Sloganeering Doesn’t Make Rioting a Good Idea

By Charles C. W. Cooke

Monday, June 01, 2020

 

Protesters hit a defaced NYPD vehicle during a rally against the death in Minneapolis police custody of George Floyd in Times Square in New York City, May 30, 2020. (Andrew Kelly/Reuters)


I keep seeing public officials offer up this slogan:



And I keep wondering: Why? That “life is more valuable than property” is, of course, absolutely true. But it’s also entirely irrelevant in this context, because we are not discussing a killing that pitted property against life. George Floyd was not murdered by a property developer or killed to save a cathedral. He was killed by a bad cop. And no amount of property damage is going to bring him back. So, yes, we should indeed be more upset that George Floyd lost his life than that a local business was destroyed. But we should nevertheless be upset by both. That arson is a lesser crime than murder does not make rioting useful or virtuous — especially given that rioting itself tends to lead to deaths at worst and to poverty and heartbreak at best.

 

The mantra is particularly ill-fitting in this case, because there is scant disagreement about the injustice of the proximate cause. Almost everyone in America — Democrat, Republican, libertarian, socialist — agrees that what happened to Floyd was appalling. Hell, most police departments agree, and many are going out of their way to say so. As far as I can see, almost nobody has said, “well, the killing was bad, but what happened to Target was worse.” At whom, exactly, is the insistence aimed?

 

I have come across some people who are openly defending the riots because they believe that they will lead to change.
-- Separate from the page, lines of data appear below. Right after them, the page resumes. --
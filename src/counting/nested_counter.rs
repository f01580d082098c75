//! Two-key counter.

use std::borrow::Borrow;
use std::fmt::Debug;
use std::hash::Hash;

use ahash::{AHashMap, AHashSet};

use crate::error::{MltkError, Result};

/// Counts occurrences per `(outer, inner)` key pair. Missing pairs read as zero.
///
/// Used with `(label, feature)` pairs during training and with
/// `(true label, system label)` pairs in the confusion matrix.
#[derive(Debug, Clone)]
pub struct NestedCounter<K: Eq + Hash> {
    values: AHashMap<K, AHashMap<K, u64>>,
}

impl<K: Eq + Hash + Clone + Debug> NestedCounter<K> {
    /// Create an empty counter.
    pub fn new() -> Self {
        NestedCounter {
            values: AHashMap::new(),
        }
    }

    /// Add one to the count for `(outer, inner)`.
    pub fn increment(&mut self, outer: K, inner: K) -> Result<()> {
        self.increment_by(outer, inner, 1)
    }

    /// Add `amount` to the count for `(outer, inner)`.
    ///
    /// # Errors
    /// `InvalidArgument` if the count would exceed `u64::MAX`; the stored
    /// count is left unchanged.
    pub fn increment_by(&mut self, outer: K, inner: K, amount: u64) -> Result<()> {
        let current = self.get(&outer, &inner);
        let updated = current.checked_add(amount).ok_or_else(|| {
            MltkError::invalid_argument(format!(
                "count for ({outer:?}, {inner:?}) overflows: {current} + {amount}"
            ))
        })?;
        self.values.entry(outer).or_default().insert(inner, updated);
        Ok(())
    }

    /// Count for `(outer, inner)`, zero if never incremented.
    pub fn get<Q>(&self, outer: &Q, inner: &Q) -> u64
    where
        K: Borrow<Q>,
        Q: Hash + Eq + ?Sized,
    {
        self.values
            .get(outer)
            .and_then(|row| row.get(inner))
            .copied()
            .unwrap_or(0)
    }

    /// Outer keys that have at least one count.
    pub fn outer_keys(&self) -> impl Iterator<Item = &K> {
        self.values.keys()
    }

    /// Every key seen in either position.
    pub fn all_keys(&self) -> AHashSet<K> {
        let mut keys = AHashSet::new();
        for (outer, row) in &self.values {
            keys.insert(outer.clone());
            keys.extend(row.keys().cloned());
        }
        keys
    }

    /// Sum of all counts.
    pub fn total(&self) -> u64 {
        self.values.values().flat_map(|row| row.values()).sum()
    }

    /// Number of distinct outer keys.
    pub fn len(&self) -> usize {
        self.values.len()
    }

    pub fn is_empty(&self) -> bool {
        self.values.is_empty()
    }
}

impl<K: Eq + Hash + Clone + Debug> Default for NestedCounter<K> {
    fn default() -> Self {
        Self::new()
    }
}

#[cfg(test)]
mod tests {
    use super::*;

    #[test]
    fn test_increment_and_get() {
        let mut counter = NestedCounter::new();
        counter.increment("spam".to_string(), "free".to_string()).unwrap();
        counter.increment("spam".to_string(), "free".to_string()).unwrap();
        counter
            .increment_by("ham".to_string(), "meeting".to_string(), 4)
            .unwrap();

        assert_eq!(counter.get("spam", "free"), 2);
        assert_eq!(counter.get("ham", "meeting"), 4);
        assert_eq!(counter.get("ham", "free"), 0);
        assert_eq!(counter.get("unknown", "free"), 0);
    }

    #[test]
    fn test_totals_and_keys() {
        let mut counter = NestedCounter::new();
        counter.increment("a", "x").unwrap();
        counter.increment("a", "y").unwrap();
        counter.increment("b", "x").unwrap();

        assert_eq!(counter.total(), 3);
        assert_eq!(counter.len(), 2);

        let keys = counter.all_keys();
        assert_eq!(keys.len(), 4);
        assert!(keys.contains("x") && keys.contains("b"));
    }

    #[test]
    fn test_increment_overflow() {
        let mut counter = NestedCounter::new();
        counter.increment_by("a", "f", u64::MAX).unwrap();

        let err = counter.increment_by("a", "f", 2).unwrap_err();
        assert!(matches!(err, MltkError::InvalidArgument(_)));
        assert_eq!(counter.get("a", "f"), u64::MAX);
        // Other pairs are unaffected.
        counter.increment_by("a", "g", u64::MAX).unwrap();
    }
}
This is a separate argument to Demings’s, although I suppose one could squint her words into that meaning. Either way, those people are wrong. The most likely consequence of these riots will be a diminishment in the number of minority-owned businesses; a reduction in long-term investment in America’s poorer areas; and, if history is any guide, an uptick in support for the sort of politicians who are the least likely to support reform. As a matter of amoral realpolitik — and the “riots work!” argument is an argument from amoral realpolitik — the best way to ensure that life is deemed valuable is to avoid property damage, not to engage in it.